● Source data
------------------------------------------------------------------------
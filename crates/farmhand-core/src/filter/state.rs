use crate::filter::FilterParseError;
use serde::{Deserialize, Serialize};
use std::str::FromStr;

/// Tri-state constraint over a boolean field.
#[derive(Debug, Clone, Copy, Default, PartialEq, Eq, Serialize, Deserialize)]
#[serde(rename_all = "lowercase")]
pub enum Toggle {
    #[default]
    Any,
    Yes,
    No,
}

impl Toggle {
    pub fn allows(self, value: bool) -> bool {
        match self {
            Toggle::Any => true,
            Toggle::Yes => value,
            Toggle::No => !value,
        }
    }
}

impl FromStr for Toggle {
    type Err = FilterParseError;

    fn from_str(s: &str) -> Result<Self, Self::Err> {
        match s.trim().to_ascii_lowercase().as_str() {
            "" | "any" => Ok(Toggle::Any),
            "yes" | "true" | "y" => Ok(Toggle::Yes),
            "no" | "false" | "n" => Ok(Toggle::No),
            other => Err(FilterParseError::InvalidToggle(other.to_string())),
        }
    }
}

#[derive(Debug, Clone, Copy, PartialEq, Eq, Serialize, Deserialize)]
#[serde(rename_all = "kebab-case")]
pub enum QuickFilter {
    Vip,
    HighScore,
    Hot,
    New,
}

impl QuickFilter {
    pub const ALL: [QuickFilter; 4] = [
        QuickFilter::Vip,
        QuickFilter::HighScore,
        QuickFilter::Hot,
        QuickFilter::New,
    ];

    pub fn key(self) -> &'static str {
        match self {
            QuickFilter::Vip => "vip",
            QuickFilter::HighScore => "high-score",
            QuickFilter::Hot => "hot",
            QuickFilter::New => "new",
        }
    }

    pub fn label(self) -> &'static str {
        match self {
            QuickFilter::Vip => "VIP",
            QuickFilter::HighScore => "High Score",
            QuickFilter::Hot => "Hot Leads",
            QuickFilter::New => "New This Week",
        }
    }
}

impl FromStr for QuickFilter {
    type Err = FilterParseError;

    fn from_str(s: &str) -> Result<Self, Self::Err> {
        match s.trim().to_ascii_lowercase().as_str() {
            "vip" => Ok(QuickFilter::Vip),
            "high-score" | "highscore" => Ok(QuickFilter::HighScore),
            "hot" => Ok(QuickFilter::Hot),
            "new" => Ok(QuickFilter::New),
            other => Err(FilterParseError::InvalidQuickFilter(other.to_string())),
        }
    }
}

/// Predefined sidebar shortcut mapped to a single fixed predicate.
#[derive(Debug, Clone, Copy, PartialEq, Eq, Serialize, Deserialize)]
#[serde(rename_all = "kebab-case")]
pub enum SmartGroup {
    Vip,
    HighValue,
    Hot,
    Investor,
    CashBuyer,
    Wholesaler,
}

impl SmartGroup {
    pub const ALL: [SmartGroup; 6] = [
        SmartGroup::Vip,
        SmartGroup::Hot,
        SmartGroup::HighValue,
        SmartGroup::Investor,
        SmartGroup::CashBuyer,
        SmartGroup::Wholesaler,
    ];

    pub fn key(self) -> &'static str {
        match self {
            SmartGroup::Vip => "vip",
            SmartGroup::HighValue => "high-value",
            SmartGroup::Hot => "hot",
            SmartGroup::Investor => "investor",
            SmartGroup::CashBuyer => "cash-buyer",
            SmartGroup::Wholesaler => "wholesaler",
        }
    }

    pub fn label(self) -> &'static str {
        match self {
            SmartGroup::Vip => "VIP Clients",
            SmartGroup::HighValue => "High Value Buyers",
            SmartGroup::Hot => "Hot Leads",
            SmartGroup::Investor => "Investors",
            SmartGroup::CashBuyer => "Cash Buyers",
            SmartGroup::Wholesaler => "Wholesalers",
        }
    }
}

impl FromStr for SmartGroup {
    type Err = FilterParseError;

    fn from_str(s: &str) -> Result<Self, Self::Err> {
        match s.trim().to_ascii_lowercase().as_str() {
            "vip" => Ok(SmartGroup::Vip),
            "high-value" => Ok(SmartGroup::HighValue),
            "hot" => Ok(SmartGroup::Hot),
            "investor" => Ok(SmartGroup::Investor),
            "cash-buyer" => Ok(SmartGroup::CashBuyer),
            "wholesaler" => Ok(SmartGroup::Wholesaler),
            other => Err(FilterParseError::InvalidSmartGroup(other.to_string())),
        }
    }
}

/// The full filter surface. Not persisted; every active predicate is ANDed
/// by the engine.
#[derive(Debug, Clone, Default, PartialEq)]
pub struct FilterState {
    pub search: String,
    /// Every entry must independently match some buyer tag (AND).
    pub tags: Vec<String>,
    /// Any match rejects the buyer (OR).
    pub exclude_tags: Vec<String>,
    /// At least one entry must match (OR).
    pub locations: Vec<String>,
    /// At least one entry must match (OR).
    pub property_types: Vec<String>,
    pub min_score: Option<i64>,
    pub max_score: Option<i64>,
    pub created_after: Option<i64>,
    pub created_before: Option<i64>,
    pub vip: Toggle,
    pub vetted: Toggle,
    pub can_email: Toggle,
    pub can_sms: Toggle,
    pub quick: Vec<QuickFilter>,
    pub smart_group: Option<SmartGroup>,
}

impl FilterState {
    pub fn is_empty(&self) -> bool {
        self.search.trim().is_empty()
            && self.tags.is_empty()
            && self.exclude_tags.is_empty()
            && self.locations.is_empty()
            && self.property_types.is_empty()
            && self.min_score.is_none()
            && self.max_score.is_none()
            && self.created_after.is_none()
            && self.created_before.is_none()
            && self.vip == Toggle::Any
            && self.vetted == Toggle::Any
            && self.can_email == Toggle::Any
            && self.can_sms == Toggle::Any
            && self.quick.is_empty()
            && self.smart_group.is_none()
    }

    pub fn active_count(&self) -> usize {
        let mut count = 0;
        if !self.search.trim().is_empty() {
            count += 1;
        }
        count += self.tags.len() + self.exclude_tags.len();
        if !self.locations.is_empty() {
            count += 1;
        }
        if !self.property_types.is_empty() {
            count += 1;
        }
        count += [self.min_score, self.max_score].iter().flatten().count();
        count += [self.created_after, self.created_before]
            .iter()
            .flatten()
            .count();
        count += [self.vip, self.vetted, self.can_email, self.can_sms]
            .iter()
            .filter(|toggle| **toggle != Toggle::Any)
            .count();
        count += self.quick.len();
        if self.smart_group.is_some() {
            count += 1;
        }
        count
    }
}

/// Score bound inputs arrive as raw text; empty or non-numeric means unset,
/// never zero.
pub fn parse_score_bound(raw: &str) -> Option<i64> {
    raw.trim().parse::<i64>().ok()
}

#[cfg(test)]
mod tests {
    use super::{parse_score_bound, FilterState, QuickFilter, SmartGroup, Toggle};
    use std::str::FromStr;

    #[test]
    fn toggle_allows() {
        assert!(Toggle::Any.allows(true));
        assert!(Toggle::Any.allows(false));
        assert!(Toggle::Yes.allows(true));
        assert!(!Toggle::Yes.allows(false));
        assert!(Toggle::No.allows(false));
        assert!(!Toggle::No.allows(true));
    }

    #[test]
    fn toggle_parses_aliases() {
        assert_eq!(Toggle::from_str("ANY").unwrap(), Toggle::Any);
        assert_eq!(Toggle::from_str("yes").unwrap(), Toggle::Yes);
        assert_eq!(Toggle::from_str("false").unwrap(), Toggle::No);
        assert!(Toggle::from_str("maybe").is_err());
    }

    #[test]
    fn quick_filter_parses_both_spellings() {
        assert_eq!(
            QuickFilter::from_str("high-score").unwrap(),
            QuickFilter::HighScore
        );
        assert_eq!(
            QuickFilter::from_str("highScore").unwrap(),
            QuickFilter::HighScore
        );
        assert!(QuickFilter::from_str("followup").is_err());
    }

    #[test]
    fn smart_group_parses_keys() {
        assert_eq!(
            SmartGroup::from_str("cash-buyer").unwrap(),
            SmartGroup::CashBuyer
        );
        assert!(SmartGroup::from_str("cold").is_err());
    }

    #[test]
    fn score_bound_treats_garbage_as_unset() {
        assert_eq!(parse_score_bound("80"), Some(80));
        assert_eq!(parse_score_bound(" 80 "), Some(80));
        assert_eq!(parse_score_bound(""), None);
        assert_eq!(parse_score_bound("abc"), None);
    }

    #[test]
    fn default_state_is_empty() {
        assert!(FilterState::default().is_empty());
        assert_eq!(FilterState::default().active_count(), 0);
    }

    #[test]
    fn active_count_tallies_predicates() {
        let state = FilterState {
            search: "john".to_string(),
            tags: vec!["cash".to_string()],
            min_score: Some(50),
            vip: Toggle::Yes,
            quick: vec![QuickFilter::Hot],
            ..Default::default()
        };
        assert_eq!(state.active_count(), 5);
    }
}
------------------------------------------------------------------------
● Work order
Please output the exact lines of the records above, beginning with the first and stopping after the line that holds "a boolean field.", and nothing else.

● Problem solution
filename crates/farmhand-core/src/filter/state.rs
use crate::filter::FilterParseError;
use serde::{Deserialize, Serialize};
use std::str::FromStr;

/// Tri-state constraint over a boolean field.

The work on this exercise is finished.